Credit: Andrew Bret Wallis/Getty Images

Using data pulled from online genealogy sites, a renowned ‘genome hacker’ has constructed what is likely the biggest family trees ever assembled. The researcher and his team now plan to use the data — including a single uber-pedigree comprising 13 million individuals, which stretches back to the fifteenth century — to analyse the inheritance of complex genetic traits, such as longevity and fertility.

Was T. rex covered in fur? Why an astronaut who fell into a black hole would be incinerated Genome hacker finds 13-million-member family tree

In addition to providing the invitation list to what would be the world’s largest family reunion, the work presented by computational biologist Yaniv Erlich at the American Society of Human Genetics annual meeting in Boston could provide a new tool for understanding the extent to which genes contribute to certain traits. The pedigrees have been made available to other researchers, but Erlich and his team at the Whitehead Institute in Cambridge, Massachusetts, have stripped the names from the data to protect privacy.

The structures of the trees themselves could provide interesting information about human demographics and population expansions, says Nancy Cox, a human geneticist at the University of Chicago, Illinois, who was not involved in the study. But more interesting, she says, is the possibility that such data may one day be linked to medical information or to DNA sequence data as more people have their genomes sequenced and deposit that information in public databases.

“We’ve really only begun to scratch the surface of what these kinds of pedigrees can tell us,” she says.

Putting down roots

Pedigrees provide clues about genetic inheritance. For instance, by comparing an individual to their more distant relatives on the family tree, the change in frequency of a given trait, such as fertility, can indicate to what extent the trait has its roots in genetics. It can also provide clues as to whether the trait is controlled by a few genes that have large effects, or by many genes that each make smaller contributions.

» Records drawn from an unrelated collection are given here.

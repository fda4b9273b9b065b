//! Stats proxy: thin HTTP pass-through in front of the upstream stats API.
//!
//! Validates `limit`/`offset`/`sort_by`/`sort_order`, forwards the query
//! upstream and always answers with well-formed JSON:
//!
//! | Status | Body                                                          |
//! |--------|---------------------------------------------------------------|
//! | 200    | `{data: {data: Stream[], metadata: {total, limit, offset}}}`  |
//! | 400    | `{error}`; nothing is sent upstream                           |
//! | 500    | `{error, message}`; upstream unreachable or malformed         |

pub mod handlers;
pub mod models;

use std::sync::Arc;

use axum::{routing::get, Router};
use streamstats::{StatsConfig, StreamSource};
use tower_http::trace::TraceLayer;

// ------------------------------------------------------------------ //
//  Shared application state                                           //
// ------------------------------------------------------------------ //

/// Shared state injected into every Axum handler via `State`.
pub struct AppState {
    /// Where validated queries are forwarded.
    pub source: Arc<dyn StreamSource>,
    pub config: StatsConfig,
}

pub fn router(state: Arc<AppState>) -> Router {
    Router::new()
        .route("/health", get(handlers::health))
        .route("/api/streams", get(handlers::get_streams))
        .layer(TraceLayer::new_for_http())
        .with_state(state)
}
//! View-state controller.
//!
//! Owns the filters, the page cache and the latest KPI sweep.  It never
//! performs I/O itself: `request_*` decides whether a fetch is needed and
//! marks it in flight, the caller runs it, and `apply_*` folds the result
//! back in.  Results for a query that is no longer current are cached but
//! not shown.

use std::collections::HashSet;

use chrono::{DateTime, Utc};
use streamstats::cache::TtlCache;
use streamstats::{
    compute_global_aggregates, fetch_query, FetchOutcome, GlobalAggregates, KpiSnapshot,
    SortKey, SortOrder, StatsConfig, Stream, StreamPage, StreamQuery, StreamSource, SweepStatus,
};
use tokio::time::Instant;
use tracing::{debug, info, warn};

use crate::view::{filter_items, FilterPatch, Pagination, StreamFilters};

/// Pages kept around for quick back-navigation.
const PAGE_CACHE_ENTRIES: usize = 64;

#[derive(Debug, Clone, PartialEq, Eq)]
pub enum LoadState {
    Idle,
    Loading,
    Loaded,
    Failed { reason: String },
}

pub struct ViewController {
    config: StatsConfig,
    filters: StreamFilters,
    pages: TtlCache<StreamQuery, StreamPage>,
    in_flight: HashSet<StreamQuery>,
    current: Option<StreamPage>,
    state: LoadState,
    last_updated: Option<DateTime<Utc>>,

    aggregates: Option<GlobalAggregates>,
    aggregates_at: Option<Instant>,
    /// Wall-clock time the last sweep finished, successful or not.
    aggregates_updated: Option<DateTime<Utc>>,
    sweep_in_flight: bool,

    polling: bool,
    countdown: u64,
}

impl ViewController {
    pub fn new(config: StatsConfig) -> Self {
        Self::with_filters(StreamFilters::new(config.default_page_size), config)
    }

    pub fn with_filters(filters: StreamFilters, config: StatsConfig) -> Self {
        Self {
            pages: TtlCache::new(config.page_stale_after(), PAGE_CACHE_ENTRIES),
            countdown: config.poll_interval_secs,
            filters,
            config,
            in_flight: HashSet::new(),
            current: None,
            state: LoadState::Idle,
            last_updated: None,
            aggregates: None,
            aggregates_at: None,
            aggregates_updated: None,
            sweep_in_flight: false,
            polling: false,
        }
    }

    // -------------------------------------------------------------- //
    //  Accessors                                                      //
    // -------------------------------------------------------------- //

    pub fn config(&self) -> &StatsConfig {
        &self.config
    }

    pub fn filters(&self) -> &StreamFilters {
        &self.filters
    }

    pub fn state(&self) -> &LoadState {
        &self.state
    }

    pub fn current_page(&self) -> Option<&StreamPage> {
        self.current.as_ref()
    }

    pub fn last_updated(&self) -> Option<DateTime<Utc>> {
        self.last_updated
    }

    pub fn aggregates(&self) -> Option<&GlobalAggregates> {
        self.aggregates.as_ref()
    }

    pub fn is_polling(&self) -> bool {
        self.polling
    }

    pub fn countdown(&self) -> u64 {
        self.countdown
    }

    pub fn is_loading(&self) -> bool {
        !self.in_flight.is_empty()
    }

    // -------------------------------------------------------------- //
    //  Navigation                                                     //
    // -------------------------------------------------------------- //

    /// Merge `patch` into the filters.  Returns `true` when the network query
    /// changed.
    pub fn set_filters(&mut self, patch: FilterPatch) -> bool {
        let before = self.filters.query();
        self.filters.apply(patch);
        self.filters.query() != before
    }

    /// Jump to 1-based `page`.  Pages past the known last page are ignored.
    pub fn go_to_page(&mut self, page: u32) -> bool {
        if page == 0 {
            return false;
        }
        let total_pages = self.pagination().total_pages;
        if self.current.is_some() && page > total_pages.max(1) {
            return false;
        }
        let offset = (page - 1).saturating_mul(self.filters.limit);
        self.set_filters(FilterPatch::offset(offset))
    }

    pub fn next_page(&mut self) -> bool {
        let p = self.pagination();
        p.has_next && self.go_to_page(p.current_page + 1)
    }

    pub fn prev_page(&mut self) -> bool {
        let p = self.pagination();
        p.has_prev && self.go_to_page(p.current_page - 1)
    }

    /// Clicking the active column flips the order; any other column sorts
    /// descending.
    pub fn toggle_sort(&mut self, key: SortKey) -> bool {
        let patch = if key == self.filters.sort_by {
            FilterPatch::sort_order(self.filters.sort_order.flipped())
        } else {
            FilterPatch {
                sort_by: Some(key),
                sort_order: Some(SortOrder::Desc),
                ..FilterPatch::default()
            }
        };
        self.set_filters(patch)
    }

    // -------------------------------------------------------------- //
    //  Page loading                                                   //
    // -------------------------------------------------------------- //

    /// Decide whether the current query needs a fetch.
    ///
    /// A fresh cached page is shown immediately unless `force` is set.  A
    /// query that is already in flight is never requested twice.  Returns the
    /// query the caller must fetch, if any.
    pub fn request_page(&mut self, force: bool, now: Instant) -> Option<StreamQuery> {
        let query = self.filters.query();

        if !force {
            if let Some(page) = self.pages.get_fresh(&query, now) {
                debug!(offset = query.offset, "page served from cache");
                self.current = Some(page.clone());
                self.state = LoadState::Loaded;
                return None;
            }
        }

        // a stale copy stays on screen while the refetch runs
        match self.pages.get_any(&query) {
            Some(page) => {
                self.current = Some(page.clone());
                self.state = LoadState::Loaded;
            }
            None => self.state = LoadState::Loading,
        }
        self.in_flight.insert(query).then_some(query)
    }

    /// Fold a finished fetch back in.  Returns `true` when it became the
    /// visible page (or error).
    pub fn apply_page(
        &mut self,
        query: StreamQuery,
        outcome: FetchOutcome,
        now: Instant,
        wall_now: DateTime<Utc>,
    ) -> bool {
        self.in_flight.remove(&query);
        let is_current = query == self.filters.query();

        match outcome {
            FetchOutcome::Loaded(page) => {
                self.pages.insert(query, page.clone(), now);
                if !is_current {
                    debug!(offset = query.offset, "discarding result for a stale query");
                    return false;
                }
                self.current = Some(page);
                self.state = LoadState::Loaded;
                self.last_updated = Some(wall_now);
                true
            }
            FetchOutcome::Failed { reason, .. } => {
                if !is_current {
                    return false;
                }
                self.state = LoadState::Failed { reason };
                true
            }
        }
    }

    // -------------------------------------------------------------- //
    //  Global KPI sweep                                               //
    // -------------------------------------------------------------- //

    pub fn aggregates_fresh(&self, now: Instant) -> bool {
        self.aggregates_at
            .is_some_and(|at| now.saturating_duration_since(at) < self.config.aggregate_stale_after())
    }

    /// `true` when the caller should start a sweep.  At most one runs at a
    /// time and a completed sweep is reused until it goes stale.
    pub fn request_aggregates(&mut self, now: Instant) -> bool {
        if self.sweep_in_flight || self.aggregates_fresh(now) {
            return false;
        }
        self.sweep_in_flight = true;
        true
    }

    /// Store a finished sweep.  Failed sweeps show zeros but are not cached,
    /// so the next poll tries again.
    pub fn apply_aggregates(
        &mut self,
        aggregates: GlobalAggregates,
        now: Instant,
        wall_now: DateTime<Utc>,
    ) {
        self.sweep_in_flight = false;
        self.aggregates_updated = Some(wall_now);
        if matches!(aggregates.status, SweepStatus::Failed { .. }) {
            warn!("KPI sweep failed; showing zeros");
        } else {
            self.aggregates_at = Some(now);
        }
        self.aggregates = Some(aggregates);
    }

    // -------------------------------------------------------------- //
    //  Derived view                                                   //
    // -------------------------------------------------------------- //

    /// Rows of the loaded page that pass the search box.
    pub fn visible_streams(&self) -> Vec<&Stream> {
        match &self.current {
            Some(page) => filter_items(&page.items, &self.filters.search),
            None => Vec::new(),
        }
    }

    pub fn pagination(&self) -> Pagination {
        let total = self.current.as_ref().map_or(0, |p| p.total);
        Pagination::new(&self.filters, total)
    }

    /// KPI row.  `last_updated` is when the sweep last finished; before the
    /// first sweep it falls back to the page load time.
    pub fn kpis(&self, wall_now: DateTime<Utc>) -> KpiSnapshot {
        KpiSnapshot::combine(
            self.current.as_ref().map_or(0, |p| p.total),
            self.aggregates.as_ref(),
            self.aggregates_updated
                .or(self.last_updated)
                .unwrap_or(wall_now),
        )
    }

    // -------------------------------------------------------------- //
    //  Polling                                                        //
    // -------------------------------------------------------------- //

    pub fn set_polling(&mut self, enabled: bool) {
        if enabled != self.polling {
            info!(enabled, "auto refresh toggled");
        }
        self.polling = enabled;
        self.countdown = self.config.poll_interval_secs;
    }

    pub fn set_countdown(&mut self, seconds: u64) {
        self.countdown = seconds;
    }

    // -------------------------------------------------------------- //
    //  Inline fetch helpers                                           //
    // -------------------------------------------------------------- //

    /// Request, fetch and apply the current page in one step.
    pub async fn refresh(&mut self, source: &dyn StreamSource, force: bool) -> bool {
        let Some(query) = self.request_page(force, Instant::now()) else {
            return false;
        };
        let outcome = fetch_query(source, query).await;
        self.apply_page(query, outcome, Instant::now(), Utc::now())
    }

    /// Run a sweep now if the cached one is missing or stale.
    pub async fn refresh_aggregates(&mut self, source: &dyn StreamSource) -> bool {
        if !self.request_aggregates(Instant::now()) {
            return false;
        }
        let aggregates = compute_global_aggregates(source, &self.config).await;
        self.apply_aggregates(aggregates, Instant::now(), Utc::now());
        true
    }
}
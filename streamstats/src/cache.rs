//! Short-lived in-memory memo keyed by request identity.
//!
//! Entries are never refreshed in place; a caller asks for a value that is
//! still inside the staleness window and refetches otherwise.  Stale entries
//! stay readable through [`TtlCache::get_any`] so a view can keep showing the
//! last result while a refetch is in flight.
//!
//! Capacity is bounded by an LRU list: reading an entry marks it as recently
//! used, and inserting into a full cache evicts the least recently used one.
//!
//! Time comes from `tokio::time::Instant` so paused-clock tests can move it.

use std::hash::Hash;
use std::num::NonZeroUsize;
use std::time::Duration;

use lru::LruCache;
use tokio::time::Instant;

#[derive(Debug)]
struct Entry<V> {
    stored_at: Instant,
    value: V,
}

#[derive(Debug)]
pub struct TtlCache<K: Hash + Eq, V> {
    entries: LruCache<K, Entry<V>>,
    stale_after: Duration,
}

impl<K, V> TtlCache<K, V>
where
    K: Hash + Eq,
{
    pub fn new(stale_after: Duration, max_entries: usize) -> Self {
        let capacity = NonZeroUsize::new(max_entries).unwrap_or(NonZeroUsize::MIN);
        Self {
            entries: LruCache::new(capacity),
            stale_after,
        }
    }

    pub fn stale_after(&self) -> Duration {
        self.stale_after
    }

    /// The value for `key` if it was stored less than `stale_after` ago.
    pub fn get_fresh(&mut self, key: &K, now: Instant) -> Option<&V> {
        let stale_after = self.stale_after;
        self.entries
            .get(key)
            .filter(|e| now.saturating_duration_since(e.stored_at) < stale_after)
            .map(|e| &e.value)
    }

    /// The value for `key` regardless of age.
    pub fn get_any(&mut self, key: &K) -> Option<&V> {
        self.entries.get(key).map(|e| &e.value)
    }

    /// Like [`TtlCache::get_fresh`] but leaves the LRU order alone.
    pub fn is_fresh(&self, key: &K, now: Instant) -> bool {
        self.entries
            .peek(key)
            .is_some_and(|e| now.saturating_duration_since(e.stored_at) < self.stale_after)
    }

    /// Store `value` with a new timestamp.  A full cache drops its least
    /// recently used entry.
    pub fn insert(&mut self, key: K, value: V, now: Instant) {
        self.entries.put(key, Entry { stored_at: now, value });
    }

    pub fn invalidate(&mut self, key: &K) {
        self.entries.pop(key);
    }

    pub fn len(&self) -> usize {
        self.entries.len()
    }

    pub fn is_empty(&self) -> bool {
        self.entries.is_empty()
    }
}
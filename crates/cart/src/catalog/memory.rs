//! In-memory catalog implementation for tests and offline use.

use std::collections::HashMap;
use std::sync::Arc;
use std::sync::atomic::{AtomicUsize, Ordering};
use std::time::Duration;

use async_trait::async_trait;
use tokio::sync::RwLock;

use driftwood_core::ProductId;

use crate::catalog::types::{Product, StockInfo};
use crate::catalog::{Catalog, CatalogError};

/// In-memory catalog.
///
/// Stores products and stock levels in shared maps and counts lookups, so
/// tests can assert how often the cart consulted the catalog. An optional
/// artificial latency widens the window in which concurrent operations
/// overlap. Cloning shares the underlying data.
#[derive(Clone, Default)]
pub struct InMemoryCatalog {
    products: Arc<RwLock<HashMap<ProductId, Product>>>,
    stock: Arc<RwLock<HashMap<ProductId, u32>>>,
    stock_calls: Arc<AtomicUsize>,
    product_calls: Arc<AtomicUsize>,
    latency: Option<Duration>,
}

impl InMemoryCatalog {
    /// Creates a new empty in-memory catalog.
    #[must_use]
    pub fn new() -> Self {
        Self::default()
    }

    /// Creates a catalog that sleeps before answering each lookup.
    #[must_use]
    pub fn with_latency(latency: Duration) -> Self {
        Self {
            latency: Some(latency),
            ..Self::default()
        }
    }

    /// Register a product and its stock level.
    pub async fn insert(&self, product: Product, stock: u32) {
        let id = product.id;
        self.products.write().await.insert(id, product);
        self.stock.write().await.insert(id, stock);
    }

    /// Overwrite the stock level for a product.
    pub async fn set_stock(&self, id: ProductId, stock: u32) {
        self.stock.write().await.insert(id, stock);
    }

    /// Number of stock lookups served so far.
    #[must_use]
    pub fn stock_calls(&self) -> usize {
        self.stock_calls.load(Ordering::SeqCst)
    }

    /// Number of product lookups served so far.
    #[must_use]
    pub fn product_calls(&self) -> usize {
        self.product_calls.load(Ordering::SeqCst)
    }
}

#[async_trait]
impl Catalog for InMemoryCatalog {
    async fn stock(&self, id: ProductId) -> Result<StockInfo, CatalogError> {
        self.stock_calls.fetch_add(1, Ordering::SeqCst);
        if let Some(latency) = self.latency {
            tokio::time::sleep(latency).await;
        }

        self.stock
            .read()
            .await
            .get(&id)
            .map(|&amount| StockInfo { id, amount })
            .ok_or(CatalogError::NotFound(id))
    }

    async fn product(&self, id: ProductId) -> Result<Product, CatalogError> {
        self.product_calls.fetch_add(1, Ordering::SeqCst);
        if let Some(latency) = self.latency {
            tokio::time::sleep(latency).await;
        }

        self.products
            .read()
            .await
            .get(&id)
            .cloned()
            .ok_or(CatalogError::NotFound(id))
    }
}

#[cfg(test)]
#[allow(clippy::unwrap_used)]
mod tests {
    use rust_decimal::Decimal;

    use super::*;

    fn product(id: i32) -> Product {
        Product {
            id: ProductId::new(id),
            title: format!("Product {id}"),
            price: Decimal::new(1990, 2),
            image: format!("{id}.jpg"),
        }
    }

    #[tokio::test]
    async fn test_serves_registered_stock_and_product() {
        let catalog = InMemoryCatalog::new();
        catalog.insert(product(1), 4).await;

        let stock = catalog.stock(ProductId::new(1)).await.unwrap();
        assert_eq!(stock.amount, 4);

        let found = catalog.product(ProductId::new(1)).await.unwrap();
        assert_eq!(found.title, "Product 1");
    }

    #[tokio::test]
    async fn test_unknown_id_not_found() {
        let catalog = InMemoryCatalog::new();

        let result = catalog.stock(ProductId::new(99)).await;
        assert!(matches!(result, Err(CatalogError::NotFound(_))));

        let result = catalog.product(ProductId::new(99)).await;
        assert!(matches!(result, Err(CatalogError::NotFound(_))));
    }

    #[tokio::test]
    async fn test_counts_every_lookup() {
        let catalog = InMemoryCatalog::new();
        catalog.insert(product(1), 4).await;

        catalog.stock(ProductId::new(1)).await.unwrap();
        catalog.stock(ProductId::new(1)).await.unwrap();
        catalog.product(ProductId::new(1)).await.unwrap();

        assert_eq!(catalog.stock_calls(), 2);
        assert_eq!(catalog.product_calls(), 1);
    }

    #[tokio::test]
    async fn test_set_stock_overwrites() {
        let catalog = InMemoryCatalog::new();
        catalog.insert(product(1), 4).await;
        catalog.set_stock(ProductId::new(1), 0).await;

        let stock = catalog.stock(ProductId::new(1)).await.unwrap();
        assert_eq!(stock.amount, 0);
    }

    #[tokio::test]
    async fn test_clones_share_data() {
        let catalog = InMemoryCatalog::new();
        let clone = catalog.clone();
        catalog.insert(product(1), 4).await;

        assert!(clone.stock(ProductId::new(1)).await.is_ok());
        assert_eq!(catalog.stock_calls(), 1);
    }
}
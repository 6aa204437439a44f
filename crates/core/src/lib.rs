//! Driftwood Core - Shared types library.
//!
//! This crate provides common types used across all Driftwood components:
//! - `cart` - Session cart state manager
//! - `integration-tests` - Cross-crate behavioral tests
//!
//! # Architecture
//!
//! The core crate contains only types - no I/O, no storage access, no HTTP
//! clients - so any component can depend on it without pulling in a stack.
//!
//! # Modules
//!
//! - [`types`] - Newtype wrappers for type-safe IDs and the cart line item

#![cfg_attr(not(test), forbid(unsafe_code))]

pub mod types;

pub use types::*;
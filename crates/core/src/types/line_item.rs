//! A product entry in a cart with its purchase quantity.

use rust_decimal::Decimal;
use serde::{Deserialize, Serialize};

use crate::types::id::ProductId;

/// One line of a cart: a product plus how many units of it the session
/// intends to purchase.
///
/// Invariants (enforced by the cart store, not by this type):
/// - at most one `LineItem` per product id in a cart
/// - `amount >= 1`; a line at zero is removed, never kept
///
/// Prices use decimal arithmetic and serialize as JSON strings; on input
/// both strings and bare numbers are accepted, so catalog responses and
/// persisted snapshots share this one type.
#[derive(Debug, Clone, PartialEq, Eq, Serialize, Deserialize)]
pub struct LineItem {
    /// Catalog id of the product.
    pub id: ProductId,
    /// Display title, as reported by the catalog.
    pub title: String,
    /// Unit price in the store currency's standard unit.
    pub price: Decimal,
    /// URL of the product image.
    pub image: String,
    /// Units in the cart. Always at least 1.
    pub amount: u32,
}

impl LineItem {
    /// Price of this line as a whole: unit price times amount.
    #[must_use]
    pub fn line_total(&self) -> Decimal {
        self.price * Decimal::from(self.amount)
    }
}
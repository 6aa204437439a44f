//! Snapshot storage backed by one JSON document per key on disk.

use std::path::PathBuf;

use async_trait::async_trait;
use tracing::instrument;

use crate::storage::{SnapshotStore, StorageError};

/// File-backed snapshot store.
///
/// Each key maps to one file under the configured directory. Writes land in
/// a temp file first and are renamed into place, so a crash mid-write never
/// leaves a truncated snapshot behind.
#[derive(Debug, Clone)]
pub struct FileSnapshotStore {
    dir: PathBuf,
}

impl FileSnapshotStore {
    /// Create a store rooted at `dir`. The directory is created on first
    /// write, not here.
    #[must_use]
    pub fn new(dir: impl Into<PathBuf>) -> Self {
        Self { dir: dir.into() }
    }

    fn path_for(&self, key: &str) -> PathBuf {
        self.dir.join(format!("{}.json", sanitize_key(key)))
    }
}

/// Map a storage key to a filename: anything outside `[A-Za-z0-9._-]`
/// becomes `_`, so namespaced keys like `driftwood:cart` stay readable
/// without producing nested paths.
fn sanitize_key(key: &str) -> String {
    key.chars()
        .map(|c| {
            if c.is_ascii_alphanumeric() || matches!(c, '.' | '_' | '-') {
                c
            } else {
                '_'
            }
        })
        .collect()
}

#[async_trait]
impl SnapshotStore for FileSnapshotStore {
    #[instrument(skip(self))]
    async fn get(&self, key: &str) -> Result<Option<String>, StorageError> {
        match tokio::fs::read_to_string(self.path_for(key)).await {
            Ok(contents) => Ok(Some(contents)),
            Err(e) if e.kind() == std::io::ErrorKind::NotFound => Ok(None),
            Err(e) => Err(StorageError::Io(e)),
        }
    }

    #[instrument(skip(self, value))]
    async fn set(&self, key: &str, value: &str) -> Result<(), StorageError> {
        tokio::fs::create_dir_all(&self.dir).await?;

        let path = self.path_for(key);
        let tmp = path.with_extension("json.tmp");
        tokio::fs::write(&tmp, value).await?;
        tokio::fs::rename(&tmp, &path).await?;

        Ok(())
    }
}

But it takes years to assemble genealogical data for even just a few thousand individuals, said Erlich during a presentation at the meeting on 24 October. In the past, researchers have painstakingly gathered such data from church records and individual volunteers. Erlich and his team decided to streamline the process by collecting data from more than 43 million public profiles on the genealogy website geni.com. The profiles typically included birth and death dates, as well as locations. 

The team assembled the data into family trees that ranged from a few thousand individuals up to 13 million people in size. Erlich says that pedigrees previously available for genetic studies contained hundreds of thousands of family members at best.

Lisa Cannon-Albright, a geneticist at the University of Utah in Salt Lake City, urges caution when using self-reported genealogical data. She has worked extensively with a large Utah genealogy database that is linked to some medical information. “Everyone wants to trace their family back to royalty,” she says. “For these giant pedigrees, we just don’t believe them beyond a certain date.” Cannon-Albright says that she cuts off her data at the year 1500.

Ultimately, the value of a pedigree is in the information you can link it to, she adds. At the same meeting in Boston, Cannon-Albright presented data from the Utah database suggesting that the Y chromosome, which only passes from father to son, can carry risk factors for prostate cancer. She has also recently launched a new programme to link genealogical data to medical records from the federal Veterans Health Administration.

The Reykjavik-based genetics company deCODE leveraged Iceland’s extensive genealogical data to streamline genome-wide sweeps for genetic signatures that influence a variety of traits, including diseases. Understanding the population structure allowed the company to target which DNA samples should be sequenced for its studies. “It’s an incredibly powerful approach,” says the company’s founder, Kári Stefánsson, who has traced his own family tree back to the birth in 910 of a famously unattractive Icelandic warrior and poet.

For now, it is unclear how the huge pedigrees generated by Erlich and his team will be useful. Some scientists at the meeting expressed enthusiasm for the project, but were hard-pressed to come up with a specific experiment using the data.

But Stefánsson is confident that genealogical analysis will play a big part in genetic studies in the future. “People are becoming more willing to contribute data and medical records,” he says. “It’s an exciting possibility.”